Oleander Death Wish
As some of you know, this blog was originally supposed to be about gardening. Or how much I sucked at it, that is. Thus the name: Thumbstumbler. And the picture of dead foliage on the header above. I decided after a couple of weeks of writing it, though, that the subject couldn’t sustain a blog — any more than I could sustain a garden. So I expanded. Now I write about how I suck at all kinds of things. (Sorry, Mom!)
But the garden remains, as do our efforts at its improvement. And really, it’s come a long way since we moved in. Don’t get me wrong, it’s no floral oasis. It’s no oasis at all. Although, technically, it is surrounded by desert. That’s pretty much where the similarity ends.
Still, as I haven’t in a while, I’ll take some time to document its present state in the days ahead. Starting with…
The oleander out front.
Oleanders are, apparently, the most poisonous tree in the world. According to one web site:
…this plant is so toxic that one single leaf could kill an adult human, while poisoning fatalities are known about that have involved exposure, on a small scale, to twigs, blooms or berries. Oleander plants harbor several lethal toxins, such as neroside, saponins and oleandroside, as well as cardiac glycosides. These toxins go to work quickly, upon ingestion, shutting down the cardio-vascular and nervous systems, after causing severe nausea and projectile vomiting.
OK, holy fucking shit. Why do we have such a tree on our property? Why does all of Los Angeles? What is the obssession with this particular flowering shrub, when so many others exist that can’t kill you with a splinter? That’s the first thing. I mean really. Is life not precarious enough without my having to worry about one of us tripping, falling, and accidentally ingesting a petal from this thing?
Secondly, why is this particular oleander so topsy turvey? It’s flowering briskly on one side, but not at all on the other. It looks like an arboreal ying yang. Which is appropriate, symbolically speaking, but not so good for aesthetics. Worse, many of its leaves are brown. I water it plenty. Could it be sick?
It turns out it could. Mike and I looked online and learned that there is a disease killing all of the oleanders in southern California. It starts with a browning of the leaves and proceeds ineluctably until the tree is dead. There is no treatment for it. Personally, I think this is a good thing. I think this disease — Oleander Leaf Scorch — is the Charles Bronson of the plant world. I think it’s taking down — old school style — a major botanic crime ring. It should be tracked down and given a medal. Or a Sheriff’s badge. Or an Oscar.
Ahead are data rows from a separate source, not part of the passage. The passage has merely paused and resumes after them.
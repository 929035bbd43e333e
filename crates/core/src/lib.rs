//! `stockflow-core` provides the domain foundation building blocks.
//!
//! This crate contains **pure domain** primitives (no infrastructure concerns).

pub mod aggregate;
pub mod error;
pub mod id;

pub use aggregate::{Aggregate, AggregateRoot, ExpectedVersion};
pub use error::{DomainError, DomainResult};
pub use id::{AggregateId, CustomerId};
use std::collections::{BTreeMap, HashMap};
use std::sync::RwLock;

use chrono::{DateTime, Utc};

use stockflow_core::{AggregateRoot, ExpectedVersion};
use stockflow_inventory::{ProductId, StockRecord};
use stockflow_purchasing::{RestockRequest, RestockRequestId};
use stockflow_sales::{Order, OrderId};

use super::{AuditRecord, EngineStore, StoreError, UnitOfWork};

#[derive(Debug, Default)]
struct State {
    stock: BTreeMap<ProductId, StockRecord>,
    orders: HashMap<OrderId, Order>,
    restock_requests: HashMap<RestockRequestId, RestockRequest>,
    /// Open (pending/sent) request per product.
    open_restock: HashMap<ProductId, RestockRequestId>,
    audit: Vec<AuditRecord>,
    /// Positions in `audit` per product, ascending.
    audit_by_product: HashMap<ProductId, Vec<usize>>,
}

/// In-memory engine store.
///
/// Intended for tests/dev and the simulator. A single lock guards all maps so a
/// commit is visible all at once.
#[derive(Debug, Default)]
pub struct InMemoryEngineStore {
    state: RwLock<State>,
}

impl InMemoryEngineStore {
    pub fn new() -> Self {
        Self::default()
    }

    /// Number of audit entries committed so far.
    pub fn audit_len(&self) -> Result<usize, StoreError> {
        Ok(self.read()?.audit.len())
    }

    fn read(&self) -> Result<std::sync::RwLockReadGuard<'_, State>, StoreError> {
        self.state
            .read()
            .map_err(|_| StoreError::Unavailable("lock poisoned".to_string()))
    }
}

fn check(
    kind: &str,
    id: impl core::fmt::Display,
    expected: ExpectedVersion,
    current: u64,
) -> Result<(), StoreError> {
    if !expected.matches(current) {
        return Err(StoreError::Conflict(format!(
            "{kind} {id}: expected {expected:?}, found {current}"
        )));
    }
    Ok(())
}

impl EngineStore for InMemoryEngineStore {
    fn load_stock(&self, product_id: ProductId) -> Result<Option<StockRecord>, StoreError> {
        Ok(self.read()?.stock.get(&product_id).cloned())
    }

    fn load_order(&self, order_id: OrderId) -> Result<Option<Order>, StoreError> {
        Ok(self.read()?.orders.get(&order_id).cloned())
    }

    fn load_restock_request(
        &self,
        request_id: RestockRequestId,
    ) -> Result<Option<RestockRequest>, StoreError> {
        Ok(self.read()?.restock_requests.get(&request_id).cloned())
    }

    fn open_restock_request(
        &self,
        product_id: ProductId,
    ) -> Result<Option<RestockRequest>, StoreError> {
        let state = self.read()?;
        Ok(state
            .open_restock
            .get(&product_id)
            .and_then(|id| state.restock_requests.get(id))
            .cloned())
    }

    fn product_ids(&self) -> Result<Vec<ProductId>, StoreError> {
        Ok(self.read()?.stock.keys().copied().collect())
    }

    fn audit_page(
        &self,
        product_id: ProductId,
        since: DateTime<Utc>,
        after_sequence: u64,
        limit: usize,
    ) -> Result<Vec<AuditRecord>, StoreError> {
        let state = self.read()?;
        let Some(positions) = state.audit_by_product.get(&product_id) else {
            return Ok(vec![]);
        };

        Ok(positions
            .iter()
            .map(|&pos| &state.audit[pos])
            .filter(|r| r.sequence > after_sequence && r.transaction.occurred_at >= since)
            .take(limit)
            .cloned()
            .collect())
    }

    fn commit(&self, unit: UnitOfWork) -> Result<Vec<AuditRecord>, StoreError> {
        if unit.is_empty() {
            return Ok(vec![]);
        }
        unit.ensure_distinct()?;

        let mut state = self
            .state
            .write()
            .map_err(|_| StoreError::Unavailable("lock poisoned".to_string()))?;

        // 1) Validate everything; nothing is written until all checks pass.
        for w in &unit.stock {
            let id = w.record.id_typed();
            let current = state.stock.get(&id).map(|r| r.version()).unwrap_or(0);
            check("stock record", id, w.expected, current)?;
        }
        for w in &unit.orders {
            let id = w.order.id_typed();
            let current = state.orders.get(&id).map(|o| o.version()).unwrap_or(0);
            check("order", id, w.expected, current)?;
        }
        for w in &unit.restock_requests {
            let id = w.request.id_typed();
            let current = state
                .restock_requests
                .get(&id)
                .map(|r| r.version())
                .unwrap_or(0);
            check("restock request", id, w.expected, current)?;

            if let (true, Some(product_id)) = (w.request.is_open(), w.request.product_id()) {
                let held_by_other = state
                    .open_restock
                    .get(&product_id)
                    .is_some_and(|open| *open != id);
                let opened_twice = unit.restock_requests.iter().any(|other| {
                    other.request.id_typed() != id
                        && other.request.is_open()
                        && other.request.product_id() == Some(product_id)
                });
                if held_by_other || opened_twice {
                    return Err(StoreError::Conflict(format!(
                        "product {product_id} already has an open restock request"
                    )));
                }
            }
        }

        // 2) Apply.
        for w in unit.stock {
            state.stock.insert(w.record.id_typed(), w.record);
        }
        for w in unit.orders {
            state.orders.insert(w.order.id_typed(), w.order);
        }
        for w in unit.restock_requests {
            let id = w.request.id_typed();
            if let Some(product_id) = w.request.product_id() {
                if w.request.is_open() {
                    state.open_restock.insert(product_id, id);
                } else if state.open_restock.get(&product_id) == Some(&id) {
                    state.open_restock.remove(&product_id);
                }
            }
            state.restock_requests.insert(id, w.request);
        }

        let mut committed = Vec::with_capacity(unit.audit.len());
        for transaction in unit.audit {
            let pos = state.audit.len();
            let record = AuditRecord {
                sequence: pos as u64 + 1,
                transaction,
            };
            state
                .audit_by_product
                .entry(record.transaction.product_id)
                .or_default()
                .push(pos);
            state.audit.push(record.clone());
            committed.push(record);
        }

        Ok(committed)
    }
}

#[cfg(test)]
mod tests {
    use super::*;
    use stockflow_core::AggregateId;
    use stockflow_events::execute;
    use stockflow_inventory::{RegisterProduct, StockCommand, TransactionId};
    use stockflow_purchasing::{OpenRestockRequest, RestockCommand};

    fn test_product_id() -> ProductId {
        ProductId::new(AggregateId::new())
    }

    fn registered(product_id: ProductId, initial: i64) -> (StockRecord, Vec<stockflow_inventory::InventoryTransaction>) {
        let mut record = StockRecord::empty(product_id);
        let events = execute(
            &mut record,
            &StockCommand::RegisterProduct(RegisterProduct {
                product_id,
                initial_quantity: initial,
                reorder_threshold: 2,
                transaction_id: TransactionId::new(),
                occurred_at: Utc::now(),
            }),
        )
        .unwrap();
        let audit = events
            .iter()
            .filter_map(|e| e.as_transaction().cloned())
            .collect();
        (record, audit)
    }

    fn open_request(product_id: ProductId) -> RestockRequest {
        let request_id = RestockRequestId::new(AggregateId::new());
        let mut request = RestockRequest::empty(request_id);
        execute(
            &mut request,
            &RestockCommand::Open(OpenRestockRequest {
                request_id,
                product_id,
                current_stock: 0,
                requested_quantity: 4,
                occurred_at: Utc::now(),
            }),
        )
        .unwrap();
        request
    }

    #[test]
    fn commit_assigns_sequences_and_indexes_audit() {
        let store = InMemoryEngineStore::new();
        let product_id = test_product_id();
        let (record, audit) = registered(product_id, 5);

        let mut unit = UnitOfWork::new();
        unit.put_stock(record, ExpectedVersion::Exact(0));
        for tx in audit {
            unit.append_audit(tx);
        }
        let committed = store.commit(unit).unwrap();

        assert_eq!(committed.len(), 1);
        assert_eq!(committed[0].sequence, 1);
        let page = store
            .audit_page(product_id, DateTime::<Utc>::MIN_UTC, 0, 10)
            .unwrap();
        assert_eq!(page, committed);
        assert_eq!(store.product_ids().unwrap(), vec![product_id]);
    }

    #[test]
    fn stale_write_rejects_whole_unit() {
        let store = InMemoryEngineStore::new();
        let a = test_product_id();
        let b = test_product_id();
        let (ra, _) = registered(a, 1);
        let (rb, audit_b) = registered(b, 1);

        let mut unit = UnitOfWork::new();
        unit.put_stock(ra.clone(), ExpectedVersion::Exact(0));
        store.commit(unit).unwrap();

        // `a` already exists, so this unit must not leave `b` or its audit behind.
        let mut unit = UnitOfWork::new();
        unit.put_stock(rb, ExpectedVersion::Exact(0));
        unit.put_stock(ra, ExpectedVersion::Exact(0));
        for tx in audit_b {
            unit.append_audit(tx);
        }
        let err = store.commit(unit).unwrap_err();

        assert!(matches!(err, StoreError::Conflict(_)));
        assert!(store.load_stock(b).unwrap().is_none());
        assert_eq!(store.audit_len().unwrap(), 0);
    }

    #[test]
    fn second_open_restock_request_conflicts() {
        let store = InMemoryEngineStore::new();
        let product_id = test_product_id();

        let first = open_request(product_id);
        let mut unit = UnitOfWork::new();
        unit.put_restock_request(first.clone(), ExpectedVersion::Exact(0));
        store.commit(unit).unwrap();

        let mut unit = UnitOfWork::new();
        unit.put_restock_request(open_request(product_id), ExpectedVersion::Exact(0));
        assert!(matches!(store.commit(unit), Err(StoreError::Conflict(_))));

        assert_eq!(store.open_restock_request(product_id).unwrap(), Some(first));
    }

    #[test]
    fn duplicate_writes_in_one_unit_are_rejected() {
        let store = InMemoryEngineStore::new();
        let product_id = test_product_id();
        let (record, _) = registered(product_id, 1);

        let mut unit = UnitOfWork::new();
        unit.put_stock(record.clone(), ExpectedVersion::Exact(0));
        unit.put_stock(record, ExpectedVersion::Exact(0));
        assert!(matches!(store.commit(unit), Err(StoreError::Corrupt(_))));
    }
}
Am I going to get in trouble for saying this? Are oleander lovers everywhere going to come after me, sue me for defamation of plant character, and accuse me of inciting dendritic destruction? I don’t care. For I am now, officially, a charter member of BOPSBWOTFOTE — Believe Oleander Plants Should Be Wiped Off The Face Of The Earth.
But that’s just me. Regardless, I’ll keep watering the thing, albeit begrudgingly. I’m no Charles Bronson, myself. If Leaf Scorch kills the thing — great. Otherwise? I’d rather just stay out of that part of the yard.